The trial court did not rule on William’s July 30, 2008 motion as a separate act but rather
seems to have considered the issues raised in the motion in the context of resolving the whole
case. Based on this analysis, the actions of the trial court cannot be said to be detrimental to
Teresa. Accordingly, Teresa’s argument on this issue fails.
¶ 18 Teresa argues that the trial court erred when it allowed William to present a motion on
January 26, 2009 claiming marital economic misconduct, including the dissipation of marital
assets by Teresa. Teresa filed a motion to strike William’s motion, but the trial court denied
her motion to strike and reopened discovery. Teresa claims that William’s supplemental and
amended pleadings were in the improper form. Further, Teresa argues that the rules require
that a party claiming dissipation must put the opposing party on notice of the claim if it is not
pled. She also argues that William’s January 26, 2009 motion contradicted his answer to the
petition for dissolution of marriage and his emergency motion of July 30, 2008 regarding the
date of the irretrievable breakdown of the marriage.
¶ 19 The trial court has broad discretion in whether or not to reopen discovery, and that
decision will not be disturbed absent an abuse of discretion. Ruane v. Amore, 287 Ill. App.
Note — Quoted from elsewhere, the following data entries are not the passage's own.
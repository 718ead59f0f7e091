/// Hex MD5 digest of a payload.
///
/// MD5 keeps image member names identical to archives written by earlier
/// converters; it is a name, not a security boundary.
pub fn fingerprint(data: &[u8]) -> String {
    format!("{:x}", md5::compute(data))
}

/// Notebook id for a display name
pub fn notebook_id(notebook_name: &str) -> String {
    format!("{}{}", super::NOTEBOOK_PREFIX, fingerprint(notebook_name.as_bytes()))
}

#[cfg(test)]
mod tests {
    use super::*;

    #[test]
    fn test_fingerprint_is_stable() {
        let data = b"\x89PNG\r\n\x1a\nsome image bytes";
        assert_eq!(fingerprint(data), fingerprint(data));
        assert_eq!(fingerprint(b"hello"), "5d41402abc4b2a76b9719d911017c592");
    }

    #[test]
    fn test_fingerprint_of_empty_payload() {
        assert_eq!(fingerprint(b""), "d41d8cd98f00b204e9800998ecf8427e");
    }

    #[test]
    fn test_notebook_id() {
        let id = notebook_id("Imported Notebook");
        assert!(id.starts_with("nb_"));
        assert_eq!(id.len(), 3 + 32);
        assert_eq!(id, notebook_id("Imported Notebook"));
        assert_ne!(id, notebook_id("Other"));
    }
}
3d 465, 471, 677 N.E.2d 1369, 1374 (1997). The record does not reveal any evidence that
the trial court abused its discretion. Furthermore, Teresa does not provide citations to case
law or cases whose facts are analogous to this case. Accordingly, we find no error by the trial
court. Simply put, Teresa’s arguments are unsupported by the record or case law and are
unpersuasive.
¶ 20 Teresa makes additional arguments attacking William’s pleadings and motions as a
whole based on deficiency in form. However, Teresa’s arguments are unsupported by the
record or case law. Section 2-616 of the Illinois Code of Civil Procedure states in relevant
part:
“At any time before final judgment amendments may be allowed on just and reasonable
terms, introducing any party who ought to have been joined as plaintiff or defendant,
dismissing any party, changing the cause of action or defense or adding new causes of
action or defenses, and in any matter, either of form or substance, in any process,
pleading, bill of particulars or proceedings, which may enable the plaintiff to sustain the
claim for which it was intended to be brought or the defendant to make a defense or
assert a cross claim.” (Emphasis added.) 735 ILCS 5/2-616(a) (West 2010).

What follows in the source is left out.